Expérience de la COVID-19 et confrontation aux zombies : L’auteur relie les politiques américaines et chinoises en tant que principales puissances du système international et comment elles pourraient faire face au scénario zombie hypothétique en s’appuyant sur leurs expériences au cours de la crise COVID-19. Il note que les États-Unis ont tendance à être influencés par des problèmes intérieurs, les rendant vulnérables lors de l’élaboration de leurs politiques fédérales. En revanche, la Chine est perçue comme un État autoritaire institutionnel, ce qui signifie que sa recherche d’intérêts internes et de gains personnels des politiciens différerait de celle des États-Unis.
Drezner présente des preuves provenant de recherches sur l’opinion publique indiquant que les Américains seraient prêts à subir des blessures et des coûts s’ils croient à la gravité d’une menace pour la sécurité nationale et à la possibilité de succès. Cela les inciterait également à soutenir leur leadership politique. Cependant, il peut également être observé que la Chine ne prête pas beaucoup d’attention à l’opinion publique, car ses dirigeants ne font pas face à des élections démocratiques. Leur principale préoccupation réside dans le maintien de la tranquillité publique plutôt que dans la satisfaction des souhaits du peuple.
L’auteur cite les réactions contrastées aux épidémies de COVID-19 entre les États-Unis et la Chine. En Chine, des responsables locaux du Parti communiste ont minimisé la pandémie à Wuhan, entraînant une diffusion initiale du coronavirus. Une fois que la direction centrale a pris l’affaire au sérieux, des mesures strictes ont été imposées pour contenir la propagation du virus en dehors de la province du Hubei. Pendant un temps, ces mesures semblaient efficaces, bien que les vaccins chinois se soient révélés moins efficaces. Inversement, l’ancien président américain Donald Trump a tenté de diminuer la menace perçue de la pandémie, tandis que les conservateurs ont œuvré pour atténuer sa propagation.
Pour éviter la fin du monde : Drezner conclut son livre en énonçant une série de recommandations finales, basées sur ses attentes concernant la manière dont les politiques internationales pourraient gérer le scénario zombie hypothétique. Il affirme que les gouvernements et les organisations internationales doivent établir de nouvelles règles et méthodes pour aborder les crises plus rapidement et plus efficacement, créant des politiques générales auxquelles tout le monde adhère, tout en imposant une stabilité pendant une crise, permettant aux gens de s’adapter à la situation et ainsi réduisant la panique dans les communautés.

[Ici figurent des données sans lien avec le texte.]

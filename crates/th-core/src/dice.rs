//! Random number sources.
//!
//! Every probabilistic decision in the game (terrain, toughness, brawls,
//! breakage, digging) draws from a [`Dice`]. Live sessions use a seeded
//! [`StdRng`]; tests script exact rolls with [`FixedDice`].

use std::collections::VecDeque;

use rand::Rng;
use rand::rngs::StdRng;

/// A source of uniform random draws.
pub trait Dice {
    /// Uniform draw in `[0, 1)`.
    fn chance(&mut self) -> f64;

    /// Uniform draw in `0..n`. Consumes exactly one [`chance`](Self::chance).
    fn below(&mut self, n: u32) -> u32 {
        let n = n.max(1);
        let scaled = (self.chance() * f64::from(n)) as u32;
        scaled.min(n - 1)
    }
}

impl Dice for StdRng {
    fn chance(&mut self) -> f64 {
        self.random::<f64>()
    }
}

impl<D: Dice + ?Sized> Dice for &mut D {
    fn chance(&mut self) -> f64 {
        (**self).chance()
    }
}

/// Scripted dice that replay a fixed sequence of draws, cycling when exhausted.
///
/// An empty script always rolls `0.0`.
#[derive(Debug, Clone, Default)]
pub struct FixedDice {
    rolls: VecDeque<f64>,
}

impl FixedDice {
    /// Create dice that replay `rolls` in order. Values are clamped to `[0, 1)`.
    pub fn new(rolls: impl IntoIterator<Item = f64>) -> Self {
        Self {
            rolls: rolls
                .into_iter()
                .map(|r| r.clamp(0.0, 1.0 - f64::EPSILON))
                .collect(),
        }
    }

    /// Number of draws in one cycle of the script.
    pub fn len(&self) -> usize {
        self.rolls.len()
    }

    /// Returns true if the script has no draws.
    pub fn is_empty(&self) -> bool {
        self.rolls.is_empty()
    }
}

impl Dice for FixedDice {
    fn chance(&mut self) -> f64 {
        match self.rolls.pop_front() {
            Some(roll) => {
                self.rolls.push_back(roll);
                roll
            }
            None => 0.0,
        }
    }
}
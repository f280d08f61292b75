//! Kit items a hunter can carry, buy, and sell.

/// An item in a hunter's kit.
#[derive(Debug, Clone, Copy, PartialEq, Eq, PartialOrd, Ord, Hash)]
pub enum Item {
    /// Needed to cross the desert.
    Water,
    /// Needed to cross the mountains.
    Rope,
    /// Needed to cross the jungle.
    Machete,
    /// Needed to cross the plains.
    Horse,
    /// Needed to cross the ocean.
    Boat,
    /// Needed to cross the marsh.
    Boots,
    /// Needed to dig for gold.
    Shovel,
    /// The samurai sword. Cuts through the jungle and ends brawls before
    /// they start, but only exists in sessions that unlock it.
    Sword,
}

impl Item {
    /// Every item, in catalog order.
    pub const ALL: [Item; 8] = [
        Self::Water,
        Self::Rope,
        Self::Machete,
        Self::Boots,
        Self::Shovel,
        Self::Horse,
        Self::Boat,
        Self::Sword,
    ];

    /// The six items that each cross one terrain.
    pub const CROSSING: [Item; 6] = [
        Self::Water,
        Self::Rope,
        Self::Machete,
        Self::Horse,
        Self::Boat,
        Self::Boots,
    ];

    /// Parse an item name, ignoring case and surrounding whitespace.
    pub fn parse(s: &str) -> Option<Self> {
        match s.trim().to_lowercase().as_str() {
            "water" => Some(Self::Water),
            "rope" => Some(Self::Rope),
            "machete" => Some(Self::Machete),
            "horse" => Some(Self::Horse),
            "boat" => Some(Self::Boat),
            "boots" | "boot" => Some(Self::Boots),
            "shovel" => Some(Self::Shovel),
            "sword" | "samurai sword" => Some(Self::Sword),
            _ => None,
        }
    }

    /// Display name.
    pub fn name(self) -> &'static str {
        match self {
            Self::Water => "Water",
            Self::Rope => "Rope",
            Self::Machete => "Machete",
            Self::Horse => "Horse",
            Self::Boat => "Boat",
            Self::Boots => "Boots",
            Self::Shovel => "Shovel",
            Self::Sword => "Sword",
        }
    }
}

impl std::fmt::Display for Item {
    fn fmt(&self, f: &mut std::fmt::Formatter<'_>) -> std::fmt::Result {
        f.write_str(self.name())
    }
}
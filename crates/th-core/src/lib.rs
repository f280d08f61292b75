//! Core engine for Treasure Hunter.
//!
//! A hunter travels between randomly generated towns, trading at the shop,
//! brawling for gold, hunting for treasure, and digging for gold, until the
//! gold runs out or the player quits. This crate holds the town and session
//! state machine; console I/O lives in the frontend.

pub mod config;
pub mod dice;
pub mod error;
pub mod hunter;
pub mod item;
pub mod narration;
pub mod session;
pub mod shop;
pub mod terrain;
pub mod town;
pub mod treasure;

pub use config::{GameConfig, Mode, Unlocks};
pub use dice::{Dice, FixedDice};
pub use error::{HuntError, HuntResult};
pub use hunter::{Dig, Hunter, TreasureFind};
pub use item::Item;
pub use narration::{Narration, Tone};
pub use session::{Action, Ending, Phase, Session};
pub use shop::{Listing, Receipt, Shop, ShopMode};
pub use terrain::{Terrain, TerrainKind};
pub use town::{Brawl, Departure, Town};
pub use treasure::Treasure;
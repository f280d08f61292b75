//! Session configuration and game modes.

use crate::item::Item;

/// The mode chosen at the start of a session.
#[derive(Debug, Clone, Copy, PartialEq, Eq)]
pub enum Mode {
    /// Default odds.
    Normal,
    /// Tougher towns, stingier shop, and items that break.
    Hard,
    /// Debug mode: a full kit and plenty of gold.
    Test,
    /// Normal odds with the samurai sword for sale.
    Samurai,
}

impl Mode {
    /// Parse the answer to the mode prompt. Anything unrecognised is Normal.
    pub fn parse(s: &str) -> Self {
        match s.trim().to_lowercase().as_str() {
            "y" | "yes" | "hard" => Self::Hard,
            "test" => Self::Test,
            "s" | "samurai" => Self::Samurai,
            _ => Self::Normal,
        }
    }
}

impl std::fmt::Display for Mode {
    fn fmt(&self, f: &mut std::fmt::Formatter<'_>) -> std::fmt::Result {
        match self {
            Self::Normal => write!(f, "normal"),
            Self::Hard => write!(f, "hard"),
            Self::Test => write!(f, "test"),
            Self::Samurai => write!(f, "samurai"),
        }
    }
}

/// Items unlocked for the whole session.
#[derive(Debug, Clone, Copy, Default, PartialEq, Eq)]
pub struct Unlocks {
    /// The sword is sold in shops and accepted for crossing the jungle.
    pub samurai_sword: bool,
}

/// Configuration for a treasure hunter session.
#[derive(Debug, Clone)]
pub struct GameConfig {
    /// RNG seed for reproducible sessions.
    pub seed: u64,
    /// The mode this configuration was built for.
    pub mode: Mode,
    /// Probability that a newly generated town is tough.
    pub toughness: f64,
    /// Fraction of the price refunded when selling.
    pub markdown: f64,
    /// Crossing items may break on use.
    pub item_breakage: bool,
    /// Gold the hunter starts with.
    pub starting_gold: i64,
    /// Items the hunter starts with.
    pub starting_kit: Vec<Item>,
    /// Session-wide unlocks.
    pub unlocks: Unlocks,
}

impl Default for GameConfig {
    fn default() -> Self {
        Self::for_mode(Mode::Normal)
    }
}

impl GameConfig {
    /// Build the configuration for a mode.
    pub fn for_mode(mode: Mode) -> Self {
        let base = Self {
            seed: 42,
            mode,
            toughness: 0.4,
            markdown: 0.5,
            item_breakage: false,
            starting_gold: 10,
            starting_kit: Vec::new(),
            unlocks: Unlocks::default(),
        };

        match mode {
            Mode::Normal => base,
            Mode::Hard => Self {
                toughness: 0.75,
                markdown: 0.25,
                item_breakage: true,
                ..base
            },
            Mode::Test => {
                let mut starting_kit = Item::CROSSING.to_vec();
                starting_kit.push(Item::Shovel);
                Self {
                    starting_gold: 107,
                    starting_kit,
                    ..base
                }
            }
            Mode::Samurai => Self {
                unlocks: Unlocks {
                    samurai_sword: true,
                },
                ..base
            },
        }
    }

    /// Set the RNG seed.
    pub fn with_seed(mut self, seed: u64) -> Self {
        self.seed = seed;
        self
    }

    /// Set the starting gold.
    pub fn with_starting_gold(mut self, gold: i64) -> Self {
        self.starting_gold = gold;
        self
    }

    /// Set the town toughness probability (clamped to 0-1).
    pub fn with_toughness(mut self, toughness: f64) -> Self {
        self.toughness = toughness.clamp(0.0, 1.0);
        self
    }
}

#[cfg(test)]
mod tests {
    use super::*;

    #[test]
    fn default_config_is_normal() {
        let cfg = GameConfig::default();
        assert_eq!(cfg.mode, Mode::Normal);
        assert_eq!(cfg.seed, 42);
        assert!((cfg.toughness - 0.4).abs() < f64::EPSILON);
        assert!((cfg.markdown - 0.5).abs() < f64::EPSILON);
        assert!(!cfg.item_breakage);
        assert_eq!(cfg.starting_gold, 10);
        assert!(cfg.starting_kit.is_empty());
        assert!(!cfg.unlocks.samurai_sword);
    }

    #[test]
    fn hard_mode() {
        let cfg = GameConfig::for_mode(Mode::Hard);
        assert!((cfg.toughness - 0.75).abs() < f64::EPSILON);
        assert!((cfg.markdown - 0.25).abs() < f64::EPSILON);
        assert!(cfg.item_breakage);
    }

    #[test]
    fn test_mode_has_every_crossing_item() {
        let cfg = GameConfig::for_mode(Mode::Test);
        assert_eq!(cfg.starting_gold, 107);
        for item in Item::CROSSING {
            assert!(cfg.starting_kit.contains(&item), "missing {item}");
        }
        assert!(cfg.starting_kit.contains(&Item::Shovel));
        assert!(!cfg.item_breakage);
    }

    #[test]
    fn samurai_mode_unlocks_sword() {
        let cfg = GameConfig::for_mode(Mode::Samurai);
        assert!(cfg.unlocks.samurai_sword);
        assert!((cfg.toughness - 0.4).abs() < f64::EPSILON);
    }

    #[test]
    fn builder_methods() {
        let cfg = GameConfig::default()
            .with_seed(7)
            .with_starting_gold(0)
            .with_toughness(3.0);
        assert_eq!(cfg.seed, 7);
        assert_eq!(cfg.starting_gold, 0);
        assert!((cfg.toughness - 1.0).abs() < f64::EPSILON);
    }

    #[test]
    fn parse_modes() {
        assert_eq!(Mode::parse("y"), Mode::Hard);
        assert_eq!(Mode::parse("HARD"), Mode::Hard);
        assert_eq!(Mode::parse("test"), Mode::Test);
        assert_eq!(Mode::parse("s"), Mode::Samurai);
        assert_eq!(Mode::parse("n"), Mode::Normal);
        assert_eq!(Mode::parse("whatever"), Mode::Normal);
        assert_eq!(Mode::parse(""), Mode::Normal);
    }
}
//! Treasure hunter session management.
//!
//! `Session` owns the hunter, the shop, and the current town, and turns one
//! line of player input at a time into town and hunter operations. Leaving
//! town is the only transition that replaces the town.

use log::info;
use rand::SeedableRng;
use rand::rngs::StdRng;

use crate::config::GameConfig;
use crate::dice::Dice;
use crate::error::{HuntError, HuntResult};
use crate::hunter::{Hunter, TreasureFind};
use crate::item::Item;
use crate::narration::Narration;
use crate::shop::{Shop, ShopMode};
use crate::town::Town;

/// A menu choice while in town.
#[derive(Debug, Clone, Copy, PartialEq, Eq)]
pub enum Action {
    /// Buy something at the shop.
    Buy,
    /// Sell something at the shop.
    Sell,
    /// Move on to a different town.
    Move,
    /// Look for a brawl.
    LookForTrouble,
    /// Search the town for its treasure.
    HuntForTreasure,
    /// Dig for gold.
    DigForGold,
    /// Give up and quit.
    Exit,
}

impl Action {
    /// Every action, in menu order.
    pub const ALL: [Action; 7] = [
        Self::Buy,
        Self::Sell,
        Self::Move,
        Self::LookForTrouble,
        Self::HuntForTreasure,
        Self::DigForGold,
        Self::Exit,
    ];

    /// Parse a menu letter, ignoring case and surrounding whitespace.
    pub fn parse(s: &str) -> Option<Self> {
        match s.trim().to_lowercase().as_str() {
            "b" => Some(Self::Buy),
            "s" => Some(Self::Sell),
            "m" => Some(Self::Move),
            "l" => Some(Self::LookForTrouble),
            "h" => Some(Self::HuntForTreasure),
            "d" => Some(Self::DigForGold),
            "x" => Some(Self::Exit),
            _ => None,
        }
    }

    /// The menu line for this action.
    pub fn menu_label(self) -> &'static str {
        match self {
            Self::Buy => "(B)uy something at the shop.",
            Self::Sell => "(S)ell something at the shop.",
            Self::Move => "(M)ove on to a different town.",
            Self::LookForTrouble => "(L)ook for trouble!",
            Self::HuntForTreasure => "(H)unt for treasure!",
            Self::DigForGold => "(D)ig for gold!",
            Self::Exit => "Give up the hunt and e(X)it.",
        }
    }
}

/// How a session ended.
#[derive(Debug, Clone, Copy, PartialEq, Eq)]
pub enum Ending {
    /// The player quit.
    Quit,
    /// The hunter's gold went negative.
    Broke,
    /// The hunter collected every treasure.
    Victory,
}

/// Where the session is in its loop.
#[derive(Debug, Clone, Copy, PartialEq, Eq)]
pub enum Phase {
    /// Waiting for a menu choice.
    InTown,
    /// Waiting for the name of an item to buy or sell.
    Shopping(ShopMode),
    /// Finished; no further input is accepted.
    Over(Ending),
}

/// An interactive treasure hunter session.
pub struct Session<D: Dice = StdRng> {
    config: GameConfig,
    hunter: Hunter,
    shop: Shop,
    town: Town,
    news: Vec<Narration>,
    phase: Phase,
    towns_visited: u32,
    dice: D,
}

impl Session<StdRng> {
    /// Start a session with an RNG seeded from the config.
    pub fn new(name: &str, config: GameConfig) -> Self {
        let dice = StdRng::seed_from_u64(config.seed);
        Self::with_dice(name, config, dice)
    }
}

impl<D: Dice> Session<D> {
    /// Start a session drawing from the given dice.
    pub fn with_dice(name: &str, config: GameConfig, mut dice: D) -> Self {
        let mut hunter = Hunter::new(name.trim(), config.starting_gold);
        for &item in &config.starting_kit {
            hunter.add_item(item);
        }
        let shop = Shop::new(config.markdown, config.unlocks);
        let mut town = Town::generate(&mut dice, config.toughness, config.unlocks);
        let news = town.hunter_arrives(&hunter);
        info!(
            "session started: hunter={}, mode={}, seed={}",
            hunter.name(),
            config.mode,
            config.seed
        );

        Self {
            config,
            hunter,
            shop,
            town,
            news,
            phase: Phase::InTown,
            towns_visited: 1,
            dice,
        }
    }

    /// Get the configuration.
    pub fn config(&self) -> &GameConfig {
        &self.config
    }

    /// Get the hunter.
    pub fn hunter(&self) -> &Hunter {
        &self.hunter
    }

    /// Get the shop.
    pub fn shop(&self) -> &Shop {
        &self.shop
    }

    /// Get the current town.
    pub fn town(&self) -> &Town {
        &self.town
    }

    /// The current phase.
    pub fn phase(&self) -> Phase {
        self.phase
    }

    /// How the session ended, if it has.
    pub fn ending(&self) -> Option<Ending> {
        match self.phase {
            Phase::Over(ending) => Some(ending),
            _ => None,
        }
    }

    /// Returns true once the session has ended.
    pub fn is_over(&self) -> bool {
        self.ending().is_some()
    }

    /// How many towns the hunter has been to, counting the current one.
    pub fn towns_visited(&self) -> u32 {
        self.towns_visited
    }

    /// The latest town news.
    pub fn news(&self) -> &[Narration] {
        &self.news
    }

    /// The status block shown before each menu: news, hunter, and town.
    pub fn report(&self) -> Vec<Narration> {
        let mut lines = self.news.clone();
        lines.push(Narration::plain("***"));
        lines.extend(self.hunter.to_string().lines().map(Narration::plain));
        if !self.is_over() {
            lines.push(Narration::plain(self.town.to_string()));
        }
        lines
    }

    /// Process a line of player input and return what should be shown now.
    ///
    /// Town news is kept separately and shows up in [`report`](Self::report).
    pub fn process(&mut self, input: &str) -> HuntResult<Vec<Narration>> {
        match self.phase {
            Phase::Over(_) => Err(HuntError::GameOver),
            Phase::Shopping(mode) => self.do_trade(mode, input),
            Phase::InTown => {
                let action = Action::parse(input)
                    .ok_or_else(|| HuntError::InvalidChoice(input.trim().to_string()))?;
                let mut output = self.dispatch(action);
                output.extend(self.check_ending());
                Ok(output)
            }
        }
    }

    fn dispatch(&mut self, action: Action) -> Vec<Narration> {
        match action {
            Action::Buy => self.do_enter_shop(ShopMode::Buy),
            Action::Sell => self.do_enter_shop(ShopMode::Sell),
            Action::Move => self.do_move(),
            Action::LookForTrouble => self.do_look_for_trouble(),
            Action::HuntForTreasure => self.do_hunt(),
            Action::DigForGold => self.do_dig(),
            Action::Exit => {
                self.phase = Phase::Over(Ending::Quit);
                info!("{} quit after {} towns", self.hunter.name(), self.towns_visited);
                vec![Narration::plain(format!(
                    "Fare thee well, {}!",
                    self.hunter.name()
                ))]
            }
        }
    }

    fn do_enter_shop(&mut self, mode: ShopMode) -> Vec<Narration> {
        self.phase = Phase::Shopping(mode);
        vec![
            Narration::plain("Welcome to the shop! We have the finest wares in town."),
            Narration::plain(format!(
                "What're you lookin' to {mode}? (enter nothing to leave)"
            )),
        ]
    }

    fn do_trade(&mut self, mode: ShopMode, input: &str) -> HuntResult<Vec<Narration>> {
        // Whatever happens, this input ends the visit.
        self.phase = Phase::InTown;
        self.news = vec![Town::left_shop()];

        let name = input.trim();
        if name.is_empty() || name.eq_ignore_ascii_case("nothing") {
            return Ok(Vec::new());
        }

        let item = Item::parse(name).ok_or_else(|| HuntError::UnknownItem(name.to_string()))?;
        let receipt = self
            .town
            .enter_shop(&self.shop, &mut self.hunter, mode, item)?;
        Ok(vec![receipt.narrate()])
    }

    fn do_move(&mut self) -> Vec<Narration> {
        let departure =
            self.town
                .leave_town(&mut self.hunter, &mut self.dice, self.config.item_breakage);

        if !departure.left() {
            self.news = departure.narrate();
            return Vec::new();
        }

        // The old town goes away, so its news is shown now.
        let farewell = departure.narrate();
        self.town = Town::generate(&mut self.dice, self.config.toughness, self.config.unlocks);
        self.news = self.town.hunter_arrives(&self.hunter);
        self.towns_visited += 1;
        farewell
    }

    fn do_look_for_trouble(&mut self) -> Vec<Narration> {
        let brawl = self.town.look_for_trouble(&mut self.hunter, &mut self.dice);
        self.news = brawl.narrate();
        Vec::new()
    }

    fn do_hunt(&mut self) -> Vec<Narration> {
        if self.town.searched() {
            return vec![Narration::bad("You have already searched this town.")];
        }

        let treasure = self.town.treasure();
        self.town.mark_searched();

        let outcome = match self.hunter.add_treasure(treasure) {
            TreasureFind::Added => {
                Narration::good(format!("You found a {treasure}! Into the bag it goes."))
            }
            TreasureFind::Duplicate => Narration::info(format!(
                "You found a {treasure}, but you already have one. You leave it behind."
            )),
            TreasureFind::Worthless => {
                Narration::bad("You found dust. Not worth carrying around.")
            }
        };
        vec![outcome]
    }

    fn do_dig(&mut self) -> Vec<Narration> {
        let output = if self.town.dug() {
            Narration::bad("You already dug for gold in this town.")
        } else {
            let dig = self.hunter.dig_for_gold(&mut self.dice);
            if dig.dug() {
                self.town.mark_dug();
            }
            dig.narrate()
        };
        self.news.clear();
        vec![output]
    }

    fn check_ending(&mut self) -> Option<Narration> {
        if self.is_over() {
            return None;
        }

        if self.hunter.gold() < 0 {
            self.phase = Phase::Over(Ending::Broke);
            info!("{} went broke with {} gold", self.hunter.name(), self.hunter.gold());
            return Some(Narration::bad("You're out of gold!"));
        }

        if self.hunter.has_all_treasures() {
            self.phase = Phase::Over(Ending::Victory);
            info!("{} collected every treasure", self.hunter.name());
            return Some(Narration::good(
                "Congratulations, you found the last of the three treasures, you win!",
            ));
        }

        None
    }
}
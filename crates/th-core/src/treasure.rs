//! Treasures hidden in towns.

use crate::dice::Dice;

/// A town's hidden treasure.
#[derive(Debug, Clone, Copy, PartialEq, Eq, Hash)]
pub enum Treasure {
    /// A crown.
    Crown,
    /// A trophy.
    Trophy,
    /// A gem.
    Gem,
    /// Worthless dust.
    Dust,
}

impl Treasure {
    /// Every treasure, in draw order.
    pub const ALL: [Treasure; 4] = [Self::Crown, Self::Trophy, Self::Gem, Self::Dust];

    /// The treasures a hunter must collect to win.
    pub const VALUABLE: [Treasure; 3] = [Self::Crown, Self::Trophy, Self::Gem];

    /// Draw a treasure uniformly.
    pub fn roll<D: Dice + ?Sized>(dice: &mut D) -> Self {
        Self::ALL[dice.below(Self::ALL.len() as u32) as usize]
    }

    /// Returns false for dust.
    pub fn is_valuable(self) -> bool {
        self != Self::Dust
    }
}

impl std::fmt::Display for Treasure {
    fn fmt(&self, f: &mut std::fmt::Formatter<'_>) -> std::fmt::Result {
        match self {
            Self::Crown => write!(f, "crown"),
            Self::Trophy => write!(f, "trophy"),
            Self::Gem => write!(f, "gem"),
            Self::Dust => write!(f, "dust"),
        }
    }
}
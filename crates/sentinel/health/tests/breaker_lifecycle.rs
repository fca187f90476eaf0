//! Circuit breaker lifecycle through the public registry API.

use std::time::Duration;

use sentinel_health::{CircuitBreakerConfig, CircuitBreakerRegistry, CircuitState};

fn registry() -> CircuitBreakerRegistry {
    CircuitBreakerRegistry::new(CircuitBreakerConfig {
        failure_threshold: 3,
        recovery_timeout: Duration::from_secs(30),
    })
}

#[tokio::test(start_paused = true)]
async fn three_failures_open_then_trial_success_closes() {
    let registry = registry();
    let breaker = registry.get("datastore");

    for _ in 0..3 {
        breaker.record_failure();
    }
    assert_eq!(breaker.state(), CircuitState::Open);

    tokio::time::sleep(Duration::from_secs(29)).await;
    assert_eq!(breaker.state(), CircuitState::Open);

    tokio::time::sleep(Duration::from_secs(2)).await;
    assert_eq!(breaker.state(), CircuitState::HalfOpen);

    breaker.record_success();
    assert_eq!(breaker.state(), CircuitState::Closed);
    assert_eq!(breaker.failure_count(), 0);
}

#[tokio::test(start_paused = true)]
async fn registry_returns_one_breaker_per_service() {
    let registry = registry();
    let a = registry.get("api.health");
    let b = registry.get("api.health");
    registry.get("datastore");

    a.record_failure();
    assert_eq!(b.failure_count(), 1);
    assert_eq!(registry.len(), 2);
    assert_eq!(registry.names(), vec!["api.health", "datastore"]);
    assert!(registry.find("api.quotes").is_none());
}

#[tokio::test(start_paused = true)]
async fn shutdown_cancels_pending_recovery() {
    let registry = registry();
    let breaker = registry.get("datastore");
    for _ in 0..3 {
        breaker.record_failure();
    }

    registry.shutdown();
    tokio::time::sleep(Duration::from_secs(60)).await;

    assert_eq!(breaker.state(), CircuitState::Open);
}

#[tokio::test(start_paused = true)]
async fn stats_report_counts_and_last_failure() {
    let registry = registry();
    let breaker = registry.get("datastore");
    breaker.record_success();
    breaker.record_failure();

    let stats = breaker.stats();
    assert_eq!(stats.state, CircuitState::Closed);
    assert_eq!(stats.failure_count, 1);
    assert_eq!(stats.success_count, 1);
    assert_eq!(stats.failure_threshold, 3);
    assert!(stats.last_failure_time.is_some());
}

Il recommande également de renforcer la coopération multilatérale et de favoriser un monde d’interdépendance économique, de gouvernements démocratiques et d’établissement d’institutions internationales. C’est en effet le cœur de la pensée libérale, plaidant pour une économie mondiale ouverte afin d’améliorer les interconnexions robustes et de sécuriser des incitations pour que les gouvernements collaborent.
Le livre se termine par un appel à réévaluer les positions internationales sur les conflits dans le monde, indiquant que si les conflits entravent des politiques efficaces de lutte contre le terrorisme, il est vital d’anticiper leur impact sur les réponses au scénario zombie s’il se produisait. Il souligne que posséder la capacité d’identifier les politiques internationales les plus applicables — ainsi que le timing — est plus un art qu’une science.
Source:
DANIEL W. DREZNER, THEORIES OF INTERNATIONAL POLITICS AND ZOMBIES, APOCALYPSE EDITION, PRINCETON UNIVERSITY PRESS, 2022.